(Material shown)

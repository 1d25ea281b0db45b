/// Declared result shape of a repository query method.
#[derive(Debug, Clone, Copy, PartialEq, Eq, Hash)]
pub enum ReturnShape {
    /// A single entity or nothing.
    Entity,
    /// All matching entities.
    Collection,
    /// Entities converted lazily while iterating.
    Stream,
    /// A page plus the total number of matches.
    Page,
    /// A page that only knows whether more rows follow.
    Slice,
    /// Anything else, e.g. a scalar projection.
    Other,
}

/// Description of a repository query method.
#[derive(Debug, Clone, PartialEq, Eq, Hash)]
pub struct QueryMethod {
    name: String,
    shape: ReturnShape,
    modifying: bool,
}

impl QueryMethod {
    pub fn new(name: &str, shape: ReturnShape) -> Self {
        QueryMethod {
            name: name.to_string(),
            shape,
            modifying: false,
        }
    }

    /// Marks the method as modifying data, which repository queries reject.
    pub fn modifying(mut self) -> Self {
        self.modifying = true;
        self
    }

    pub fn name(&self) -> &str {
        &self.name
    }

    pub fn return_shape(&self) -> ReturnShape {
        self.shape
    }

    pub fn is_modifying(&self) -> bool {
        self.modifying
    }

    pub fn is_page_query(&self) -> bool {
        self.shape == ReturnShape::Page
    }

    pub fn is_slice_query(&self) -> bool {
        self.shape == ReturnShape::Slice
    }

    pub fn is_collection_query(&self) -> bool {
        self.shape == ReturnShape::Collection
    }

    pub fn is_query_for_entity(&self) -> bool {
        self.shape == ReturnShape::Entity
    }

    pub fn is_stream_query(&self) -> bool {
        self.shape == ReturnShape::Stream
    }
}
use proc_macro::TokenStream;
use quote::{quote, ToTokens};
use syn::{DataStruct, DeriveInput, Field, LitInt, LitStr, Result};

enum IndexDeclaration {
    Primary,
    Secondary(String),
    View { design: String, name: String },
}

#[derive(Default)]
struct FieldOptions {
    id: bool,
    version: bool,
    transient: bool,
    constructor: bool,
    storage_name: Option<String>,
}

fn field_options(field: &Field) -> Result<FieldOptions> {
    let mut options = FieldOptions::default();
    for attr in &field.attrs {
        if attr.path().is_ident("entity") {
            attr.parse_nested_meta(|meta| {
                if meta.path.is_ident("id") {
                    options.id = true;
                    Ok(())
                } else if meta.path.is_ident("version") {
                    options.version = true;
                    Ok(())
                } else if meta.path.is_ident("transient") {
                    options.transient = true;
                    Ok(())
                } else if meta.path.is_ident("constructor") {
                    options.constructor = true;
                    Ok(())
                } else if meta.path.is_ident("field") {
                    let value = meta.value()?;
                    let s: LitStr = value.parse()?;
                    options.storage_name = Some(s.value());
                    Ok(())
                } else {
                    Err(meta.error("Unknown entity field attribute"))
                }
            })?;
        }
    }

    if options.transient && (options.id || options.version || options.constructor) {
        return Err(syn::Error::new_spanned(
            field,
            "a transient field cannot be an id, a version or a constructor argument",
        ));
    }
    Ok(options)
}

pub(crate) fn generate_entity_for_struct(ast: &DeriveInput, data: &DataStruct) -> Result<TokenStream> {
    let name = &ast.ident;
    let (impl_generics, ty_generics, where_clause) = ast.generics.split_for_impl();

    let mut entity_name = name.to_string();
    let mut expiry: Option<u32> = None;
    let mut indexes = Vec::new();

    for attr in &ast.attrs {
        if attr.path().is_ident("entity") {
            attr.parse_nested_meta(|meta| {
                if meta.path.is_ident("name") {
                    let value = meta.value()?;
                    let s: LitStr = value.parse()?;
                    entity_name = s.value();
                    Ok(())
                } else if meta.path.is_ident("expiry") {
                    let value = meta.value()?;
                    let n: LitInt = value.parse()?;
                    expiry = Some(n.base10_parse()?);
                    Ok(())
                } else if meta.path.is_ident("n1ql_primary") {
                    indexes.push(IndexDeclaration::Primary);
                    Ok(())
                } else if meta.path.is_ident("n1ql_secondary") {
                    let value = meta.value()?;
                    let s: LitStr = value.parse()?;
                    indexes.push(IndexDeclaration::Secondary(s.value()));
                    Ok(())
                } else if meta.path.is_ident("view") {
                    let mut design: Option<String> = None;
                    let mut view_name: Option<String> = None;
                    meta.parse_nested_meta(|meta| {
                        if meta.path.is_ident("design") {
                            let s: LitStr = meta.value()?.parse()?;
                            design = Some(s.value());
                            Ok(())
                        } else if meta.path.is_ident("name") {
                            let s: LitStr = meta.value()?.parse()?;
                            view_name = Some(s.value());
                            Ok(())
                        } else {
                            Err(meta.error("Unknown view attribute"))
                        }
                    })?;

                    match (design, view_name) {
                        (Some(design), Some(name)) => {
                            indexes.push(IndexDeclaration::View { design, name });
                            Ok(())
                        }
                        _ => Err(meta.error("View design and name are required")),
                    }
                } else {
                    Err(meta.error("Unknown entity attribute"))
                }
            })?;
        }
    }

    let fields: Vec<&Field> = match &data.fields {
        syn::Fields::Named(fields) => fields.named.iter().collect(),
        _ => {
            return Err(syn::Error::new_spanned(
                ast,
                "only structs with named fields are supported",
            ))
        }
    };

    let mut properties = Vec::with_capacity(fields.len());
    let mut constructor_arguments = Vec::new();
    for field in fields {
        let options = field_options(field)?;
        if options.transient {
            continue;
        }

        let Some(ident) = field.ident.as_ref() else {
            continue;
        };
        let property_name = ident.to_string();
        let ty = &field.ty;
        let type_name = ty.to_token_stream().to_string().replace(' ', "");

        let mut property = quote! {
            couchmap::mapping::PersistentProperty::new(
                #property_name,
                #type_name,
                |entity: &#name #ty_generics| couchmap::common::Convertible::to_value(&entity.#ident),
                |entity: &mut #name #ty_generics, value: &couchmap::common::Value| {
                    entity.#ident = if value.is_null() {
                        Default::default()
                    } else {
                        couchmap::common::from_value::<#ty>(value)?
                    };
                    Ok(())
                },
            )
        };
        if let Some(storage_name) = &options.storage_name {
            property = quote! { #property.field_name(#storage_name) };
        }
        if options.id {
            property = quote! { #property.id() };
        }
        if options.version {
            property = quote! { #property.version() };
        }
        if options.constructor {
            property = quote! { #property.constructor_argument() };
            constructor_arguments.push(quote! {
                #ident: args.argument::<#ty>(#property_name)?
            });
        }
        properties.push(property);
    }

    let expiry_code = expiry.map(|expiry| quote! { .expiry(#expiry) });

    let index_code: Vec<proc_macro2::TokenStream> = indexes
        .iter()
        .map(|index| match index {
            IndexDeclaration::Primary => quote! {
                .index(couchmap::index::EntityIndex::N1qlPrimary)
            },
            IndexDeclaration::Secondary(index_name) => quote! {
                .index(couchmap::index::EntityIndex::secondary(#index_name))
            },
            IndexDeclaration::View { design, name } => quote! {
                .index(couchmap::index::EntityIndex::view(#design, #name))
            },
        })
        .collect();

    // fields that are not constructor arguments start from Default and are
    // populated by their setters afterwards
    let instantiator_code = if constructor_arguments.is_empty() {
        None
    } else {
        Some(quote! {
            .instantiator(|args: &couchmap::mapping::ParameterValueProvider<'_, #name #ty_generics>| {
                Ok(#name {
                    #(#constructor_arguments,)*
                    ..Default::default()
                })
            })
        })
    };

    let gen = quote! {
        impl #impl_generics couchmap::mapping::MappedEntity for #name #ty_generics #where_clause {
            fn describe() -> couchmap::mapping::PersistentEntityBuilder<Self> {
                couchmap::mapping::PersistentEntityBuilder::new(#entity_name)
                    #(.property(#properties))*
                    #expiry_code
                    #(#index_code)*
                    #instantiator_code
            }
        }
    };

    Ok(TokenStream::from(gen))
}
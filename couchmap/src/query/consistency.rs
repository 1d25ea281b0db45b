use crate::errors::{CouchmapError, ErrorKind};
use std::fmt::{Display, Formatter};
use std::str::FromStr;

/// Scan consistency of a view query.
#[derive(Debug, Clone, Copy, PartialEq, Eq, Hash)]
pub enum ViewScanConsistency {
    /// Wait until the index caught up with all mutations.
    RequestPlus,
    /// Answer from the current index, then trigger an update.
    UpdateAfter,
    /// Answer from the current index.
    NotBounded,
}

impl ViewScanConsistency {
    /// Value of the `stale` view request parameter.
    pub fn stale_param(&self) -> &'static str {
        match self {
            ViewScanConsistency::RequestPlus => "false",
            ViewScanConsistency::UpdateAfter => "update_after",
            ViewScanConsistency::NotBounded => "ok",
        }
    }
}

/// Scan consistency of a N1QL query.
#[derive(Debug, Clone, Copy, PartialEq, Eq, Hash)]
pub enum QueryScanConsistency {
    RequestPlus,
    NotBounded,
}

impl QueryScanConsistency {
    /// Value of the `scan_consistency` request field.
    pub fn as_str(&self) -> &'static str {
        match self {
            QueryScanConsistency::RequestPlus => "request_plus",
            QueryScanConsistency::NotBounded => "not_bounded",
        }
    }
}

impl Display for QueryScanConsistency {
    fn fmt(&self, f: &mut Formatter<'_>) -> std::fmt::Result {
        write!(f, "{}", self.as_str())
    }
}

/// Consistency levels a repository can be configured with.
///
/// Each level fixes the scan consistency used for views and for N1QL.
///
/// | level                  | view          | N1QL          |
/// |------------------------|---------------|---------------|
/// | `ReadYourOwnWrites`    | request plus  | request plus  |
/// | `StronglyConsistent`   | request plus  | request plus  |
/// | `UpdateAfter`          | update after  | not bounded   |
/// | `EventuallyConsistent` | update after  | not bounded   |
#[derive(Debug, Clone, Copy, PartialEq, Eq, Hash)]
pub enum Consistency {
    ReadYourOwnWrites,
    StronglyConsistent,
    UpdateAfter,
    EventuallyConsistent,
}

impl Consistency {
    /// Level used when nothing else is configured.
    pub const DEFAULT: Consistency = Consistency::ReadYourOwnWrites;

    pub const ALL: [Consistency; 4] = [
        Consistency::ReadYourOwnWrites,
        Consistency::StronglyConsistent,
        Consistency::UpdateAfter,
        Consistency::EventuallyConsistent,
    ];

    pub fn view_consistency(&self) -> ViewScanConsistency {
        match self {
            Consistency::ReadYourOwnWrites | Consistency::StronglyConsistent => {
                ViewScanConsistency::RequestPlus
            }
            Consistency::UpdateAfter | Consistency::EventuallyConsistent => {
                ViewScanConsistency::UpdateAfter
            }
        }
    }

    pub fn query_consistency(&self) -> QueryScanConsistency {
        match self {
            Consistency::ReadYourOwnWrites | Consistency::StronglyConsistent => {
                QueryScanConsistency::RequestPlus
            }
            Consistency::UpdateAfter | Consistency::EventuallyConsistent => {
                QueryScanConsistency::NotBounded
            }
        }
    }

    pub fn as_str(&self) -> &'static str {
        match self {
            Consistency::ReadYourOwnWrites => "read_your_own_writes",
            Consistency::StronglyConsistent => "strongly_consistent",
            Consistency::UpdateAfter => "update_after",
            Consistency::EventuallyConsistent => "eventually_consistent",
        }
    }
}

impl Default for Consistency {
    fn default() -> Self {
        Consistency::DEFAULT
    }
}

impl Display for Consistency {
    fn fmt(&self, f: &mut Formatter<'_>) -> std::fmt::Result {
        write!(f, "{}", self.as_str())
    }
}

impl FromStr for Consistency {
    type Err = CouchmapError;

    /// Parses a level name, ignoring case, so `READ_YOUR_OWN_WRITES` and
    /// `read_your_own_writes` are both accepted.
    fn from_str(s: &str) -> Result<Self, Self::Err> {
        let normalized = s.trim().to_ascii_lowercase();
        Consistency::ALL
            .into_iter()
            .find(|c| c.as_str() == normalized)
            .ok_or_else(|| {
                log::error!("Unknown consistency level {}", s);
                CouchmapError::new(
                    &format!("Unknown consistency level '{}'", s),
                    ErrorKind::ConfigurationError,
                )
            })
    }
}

(End Material shown)

### Your goal:
In the data above, find each line that has the word "false" and copy it out.

### Problem solution:
            modifying: false,
            ViewScanConsistency::RequestPlus => "false",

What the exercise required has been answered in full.